At the start of the monthly cycle, woman experience an increase in oestrogen. This brings with it an array of benefits, although too much oestrogen also has its challenges. But on the whole there’s increased energy, we often look more beautiful and multitasking is something we manage without difficulty. As we arrive in the middle of the month and ovulation, we are at our most attractive to encourage our mate and the fertilisation of the egg within us. After this, oestrogen diminishes and progesterone appears in higher proportions. Now is the time our stomachs may bloat, breasts become heavier, some women experience mood swings, become irritable or depressed. You could liken it to the spring of oestrogen dominance, the summer of ovulation, the autumn of progesterone and winter of the monthly bleed.

Accepting this pattern gives us the expertise to maximise our natural place in the world. During the spring and summer of the month, we can take on projects, throw dinner parties, let the children crawl all over us, handling it all with aplomb. In the autumn and winter of the month, we are best to observe a quieter pace of life, benefiting from a change to more meditative or reflective activities. This knowledge gives us the opportunity to make informed choices about what we do and when we do it. Of course, it is not always possible to organise our lives to fit these parameters. But at least if we know what is predominant, we can make allowances or take measures to give ourselves the best support for success.

Peri, menopausal and post-menopausal women, also benefit from tuning into their daily and monthly rhythm. It is a sacred and underlying beat to our lives, an ebb and flow that has been respected throughout ages; in the days when the female cycle was supported and cherished. In modern times, a woman’s menstrual cycle is referred to as the curse rather than something sacred, something to be endured, resisted or ignored. Post menopause women are referred to as crones, often without realising crones are wise and vibrant beings who understand the rhythm and flow of nature. In this way, we have lost the sensibility to work with our hormones, culminating in burn out and contributing to ME, chronic fatigue, adrenal exhaustion and thyroid imbalance.

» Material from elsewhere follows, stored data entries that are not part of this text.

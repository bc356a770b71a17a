// SPDX-License-Identifier: MIT
// Copyright 2026 Roland Dreier <roland@rolandd.dev>

//! Joined-entity subscriptions.
//!
//! A joined subscription listens to a top-level query and, for every row,
//! opens nested listeners that resolve the row's references. All state is
//! owned by a single tokio task; listener callbacks only push events onto
//! its channel, so nothing is ever mutated from two places at once.
//!
//! Each top-level snapshot starts a new *generation*: every nested listener
//! of the previous generation is torn down, the rows are rebuilt with all
//! resolved fields unset and delivered immediately, then nested listeners
//! are reopened. Nested events carry the generation and link id they were
//! opened with; events for a superseded generation or a replaced link are
//! dropped without reaching the consumer.
//!
//! The live flag and the open nested listeners sit behind one mutex shared
//! with the subscription handle. Deliveries happen while holding it, so
//! `unsubscribe()` waits for an in-flight callback, then releases every
//! listener before returning. Callbacks must not cancel their own
//! subscription synchronously.

use std::collections::HashMap;
use std::sync::{Arc, Mutex, MutexGuard, PoisonError};

use tokio::sync::mpsc;

use crate::db::{
    Cursor, DocumentRef, DocumentSource, ErrorCallback, Query, RawDocument, Subscription,
};
use crate::error::AppError;
use crate::models::{map_document, FromDocument};

/// Shared handle to the database capability.
pub type SharedSource = Arc<dyn DocumentSource>;

/// Name of a reference field being resolved (`"user"`, `"membership"`, ...).
pub type LinkKey = &'static str;

/// What a nested listener watches.
#[derive(Debug, Clone, PartialEq)]
pub enum LinkTarget {
    Document(DocumentRef),
    Query(Query),
}

/// A nested listener to open for one row.
#[derive(Debug, Clone, PartialEq)]
pub struct Link {
    pub key: LinkKey,
    pub target: LinkTarget,
}

impl Link {
    pub fn document(key: LinkKey, reference: DocumentRef) -> Self {
        Self {
            key,
            target: LinkTarget::Document(reference),
        }
    }

    pub fn query(key: LinkKey, query: Query) -> Self {
        Self {
            key,
            target: LinkTarget::Query(query),
        }
    }
}

/// Data delivered by a nested listener.
#[derive(Debug, Clone)]
pub enum Resolved {
    Document(Option<RawDocument>),
    Query(Vec<RawDocument>),
}

impl Resolved {
    /// Map a single-document snapshot, treating a missing document as an error.
    pub fn entity<T: FromDocument>(self, reference_hint: &str) -> Result<T, AppError> {
        match self {
            Resolved::Document(Some(doc)) => Ok(map_document::<T>(&doc)?),
            Resolved::Document(None) => Err(AppError::NotFound(reference_hint.to_string())),
            Resolved::Query(_) => Err(AppError::InvalidQuery(format!(
                "expected a document for {reference_hint}, got a query result"
            ))),
        }
    }

    /// Map every document of a query snapshot.
    pub fn entities<T: FromDocument>(self) -> Result<Vec<T>, AppError> {
        match self {
            Resolved::Query(docs) => docs
                .iter()
                .map(|doc| map_document::<T>(doc).map_err(AppError::from))
                .collect(),
            Resolved::Document(doc) => Ok(doc
                .iter()
                .map(map_document::<T>)
                .collect::<Result<_, _>>()?),
        }
    }
}

/// An extended ("joined") row: a base entity plus fields filled in by nested listeners.
pub trait JoinRow: Clone + Send + 'static {
    type Base: FromDocument + Send;
    /// Context shared by every row of one subscription (e.g. the club reference).
    type Context: Send + Sync + 'static;

    /// Fresh row with every resolved field unset.
    fn from_base(base: Self::Base) -> Self;

    /// First-order links for this row.
    fn links(&self, ctx: &Self::Context) -> Vec<Link>;

    /// Store a nested snapshot for `key`. Returns the links to open beneath
    /// it; those are replaced every time `key` resolves again. On error the
    /// row must be left unchanged.
    fn resolve(
        &mut self,
        key: LinkKey,
        resolved: Resolved,
        ctx: &Self::Context,
    ) -> Result<Vec<Link>, AppError>;
}

/// Full state delivered on every change.
#[derive(Debug, Clone, PartialEq)]
pub struct JoinedSnapshot<R> {
    pub rows: Vec<R>,
    /// Last raw document of the top-level result (`None` if empty)
    pub last_visible: Option<Cursor>,
}

pub type JoinedCallback<R> = Arc<dyn Fn(JoinedSnapshot<R>) + Send + Sync>;

enum Event {
    Top(Vec<RawDocument>),
    TopError(AppError),
    Nested {
        generation: u64,
        link_id: u64,
        resolved: Resolved,
    },
    NestedError {
        generation: u64,
        link_id: u64,
        error: AppError,
    },
    Shutdown,
}

struct LiveLink {
    row: usize,
    key: LinkKey,
    parent: Option<u64>,
    subscription: Subscription,
}

/// State shared between the engine task and the subscription handle.
struct Shared {
    live: bool,
    links: HashMap<u64, LiveLink>,
}

fn lock(shared: &Mutex<Shared>) -> MutexGuard<'_, Shared> {
    shared.lock().unwrap_or_else(PoisonError::into_inner)
}

struct Engine<R: JoinRow> {
    label: &'static str,
    source: SharedSource,
    ctx: R::Context,
    tx: mpsc::UnboundedSender<Event>,
    shared: Arc<Mutex<Shared>>,
    generation: u64,
    next_link_id: u64,
    rows: Vec<R>,
    last_visible: Option<Cursor>,
    on_data: JoinedCallback<R>,
    on_error: ErrorCallback,
}

/// Subscribe to `query`, resolving each row's references through nested listeners.
///
/// Must be called from within a tokio runtime. Unsubscribing stops the
/// top-level listener and every nested listener before it returns, and
/// nothing is delivered afterwards.
pub fn subscribe_joined<R: JoinRow>(
    label: &'static str,
    source: SharedSource,
    query: Query,
    ctx: R::Context,
    on_data: JoinedCallback<R>,
    on_error: ErrorCallback,
) -> Subscription {
    let runtime = match tokio::runtime::Handle::try_current() {
        Ok(handle) => handle,
        Err(e) => {
            on_error(AppError::Database(format!(
                "joined subscription requires a tokio runtime: {e}"
            )));
            return Subscription::noop();
        }
    };

    let (tx, rx) = mpsc::unbounded_channel();
    let shared = Arc::new(Mutex::new(Shared {
        live: true,
        links: HashMap::new(),
    }));
    let path = query.collection.clone();

    let top_tx = tx.clone();
    let err_tx = tx.clone();
    let top = source.listen_query(
        query,
        Arc::new(move |docs| {
            let _ = top_tx.send(Event::Top(docs));
        }),
        Arc::new(move |error| {
            let _ = err_tx.send(Event::TopError(error));
        }),
    );

    let engine = Engine::<R> {
        label,
        source,
        ctx,
        tx: tx.clone(),
        shared: shared.clone(),
        generation: 0,
        next_link_id: 0,
        rows: Vec::new(),
        last_visible: None,
        on_data,
        on_error,
    };
    runtime.spawn(engine.run(rx));

    tracing::debug!(subscription = label, path = %path, "Joined subscription started");

    Subscription::new(move || {
        let released = {
            let mut state = lock(&shared);
            state.live = false;
            std::mem::take(&mut state.links)
        };
        top.unsubscribe();
        // Dropping a LiveLink unsubscribes it.
        drop(released);
        let _ = tx.send(Event::Shutdown);
    })
}

impl<R: JoinRow> Engine<R> {
    async fn run(mut self, mut rx: mpsc::UnboundedReceiver<Event>) {
        while let Some(event) = rx.recv().await {
            if !lock(&self.shared).live {
                break;
            }
            match event {
                Event::Top(docs) => self.on_top(docs),
                Event::TopError(error) => {
                    tracing::error!(subscription = self.label, error = %error, "Top-level subscription failed");
                    self.report(error);
                }
                Event::Nested {
                    generation,
                    link_id,
                    resolved,
                } => self.on_nested(generation, link_id, resolved),
                Event::NestedError {
                    generation,
                    link_id,
                    error,
                } => self.on_nested_error(generation, link_id, error),
                Event::Shutdown => break,
            }
        }

        let released = std::mem::take(&mut lock(&self.shared).links);
        tracing::debug!(
            subscription = self.label,
            released = released.len(),
            "Joined subscription stopped"
        );
    }

    fn on_top(&mut self, docs: Vec<RawDocument>) {
        self.generation += 1;
        let released = {
            let mut shared = lock(&self.shared);
            if !shared.live {
                return;
            }
            // Dropping a LiveLink unsubscribes it.
            let released = shared.links.len();
            shared.links.clear();
            released
        };

        let bases: Result<Vec<R::Base>, _> = docs.iter().map(map_document::<R::Base>).collect();
        let bases = match bases {
            Ok(bases) => bases,
            Err(e) => {
                tracing::error!(subscription = self.label, error = %e, "Failed to map top-level document");
                self.rows.clear();
                self.last_visible = None;
                self.report(e.into());
                return;
            }
        };

        self.rows = bases.into_iter().map(R::from_base).collect();
        self.last_visible = docs.last().cloned().map(Cursor::new);

        tracing::debug!(
            subscription = self.label,
            generation = self.generation,
            rows = self.rows.len(),
            released,
            "Top-level snapshot"
        );

        self.emit();

        for row in 0..self.rows.len() {
            for link in self.rows[row].links(&self.ctx) {
                self.open(row, link, None);
            }
        }
    }

    fn on_nested(&mut self, generation: u64, link_id: u64, resolved: Resolved) {
        let Some((row, key)) = self.current_link(generation, link_id) else {
            return;
        };

        self.close_children(link_id);

        match self.rows[row].resolve(key, resolved, &self.ctx) {
            Ok(children) => {
                self.emit();
                for child in children {
                    self.open(row, child, Some(link_id));
                }
            }
            Err(e) => {
                tracing::warn!(subscription = self.label, link = key, row, error = %e, "Failed to resolve nested data");
                self.report(AppError::nested(key, e));
            }
        }
    }

    fn on_nested_error(&mut self, generation: u64, link_id: u64, error: AppError) {
        let Some((row, key)) = self.current_link(generation, link_id) else {
            return;
        };
        tracing::warn!(subscription = self.label, link = key, row, error = %error, "Nested subscription failed");
        self.report(AppError::nested(key, error));
    }

    /// Row and key of a live link, or `None` if the event is stale.
    fn current_link(&self, generation: u64, link_id: u64) -> Option<(usize, LinkKey)> {
        if generation != self.generation {
            tracing::debug!(
                subscription = self.label,
                stale = generation,
                current = self.generation,
                "Dropping nested event from superseded generation"
            );
            return None;
        }
        match lock(&self.shared).links.get(&link_id) {
            Some(link) => Some((link.row, link.key)),
            None => {
                tracing::debug!(subscription = self.label, link_id, "Dropping event for replaced link");
                None
            }
        }
    }

    /// Open a nested listener. The lock is held across the `listen_*` call
    /// so a concurrent teardown either sees the new link or prevents it.
    fn open(&mut self, row: usize, link: Link, parent: Option<u64>) {
        let link_id = self.next_link_id;
        self.next_link_id += 1;
        let generation = self.generation;

        let tx = self.tx.clone();
        let err_tx = self.tx.clone();
        let on_error: ErrorCallback = Arc::new(move |error| {
            let _ = err_tx.send(Event::NestedError {
                generation,
                link_id,
                error,
            });
        });

        let mut shared = lock(&self.shared);
        if !shared.live {
            return;
        }
        let subscription = match link.target {
            LinkTarget::Document(reference) => self.source.listen_document(
                reference,
                Arc::new(move |doc| {
                    let _ = tx.send(Event::Nested {
                        generation,
                        link_id,
                        resolved: Resolved::Document(doc),
                    });
                }),
                on_error,
            ),
            LinkTarget::Query(query) => self.source.listen_query(
                query,
                Arc::new(move |docs| {
                    let _ = tx.send(Event::Nested {
                        generation,
                        link_id,
                        resolved: Resolved::Query(docs),
                    });
                }),
                on_error,
            ),
        };

        shared.links.insert(
            link_id,
            LiveLink {
                row,
                key: link.key,
                parent,
                subscription,
            },
        );
    }

    /// Close every descendant of `link_id`, leaving the link itself open.
    fn close_children(&self, link_id: u64) {
        let mut shared = lock(&self.shared);
        let mut parents = vec![link_id];
        while let Some(parent) = parents.pop() {
            let children: Vec<u64> = shared
                .links
                .iter()
                .filter(|(_, link)| link.parent == Some(parent))
                .map(|(id, _)| *id)
                .collect();
            for child in children {
                if let Some(link) = shared.links.remove(&child) {
                    link.subscription.unsubscribe();
                }
                parents.push(child);
            }
        }
    }

    fn emit(&self) {
        let shared = lock(&self.shared);
        if !shared.live {
            return;
        }
        (self.on_data)(JoinedSnapshot {
            rows: self.rows.clone(),
            last_visible: self.last_visible.clone(),
        });
    }

    fn report(&self, error: AppError) {
        let shared = lock(&self.shared);
        if shared.live {
            (self.on_error)(error);
        }
    }
}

The moon has an immense influence on our planet, the seas, tides and our monthly rhythms, so if you no longer menstruate, use this as your starting point. Start a diary noting how you feel each day in line with the state of the moon. Charting your monthly cycle is the key for all women to grasp how your life is playing out. After a couple of months, you will see patterns developing. You will notice in which part of the month you feel your most invigorated or moody. You will see those times you need to give yourself space and time and those when you can dance the Can-Can.

Some women question why they are permanently tired and fear there is something wrong with them. Charting our feminine cycle gives us the information we need to resolve this concern. It brings awareness of how we and our hormones change throughout the month. It gives us the courage to combat the erroneous social and media pressures that tell us we ought to be: a 24/7 Go, Go, Go Girl. Instead, we learn to tune into our bodies’ rhythm and as we get to know and work with it; we reap the benefits.

Dr Taryn says that many are the times her patients have dissolved into tears once they realise there is nothing wrong with them. They chart their hormonal rhythm and work with it, turning their lives around without needing drugs or therapy. Realising that tiredness and disorientation is a by-product of not listening to our bodies is a game changer. By keeping up the same relentless pace, we wear ourselves out. Indeed, there is nothing intrinsically wrong with us, we just stopped listening. Yes, we need to change some belief systems and habits. Yes, there may be some lifestyle changes that will energise and re-stabilise our system. And yes, there may be some remedies that help. But essentially, the first thing to do is to understand our genetic inheritance and work with our beautiful bodies to find our way back to health and happiness.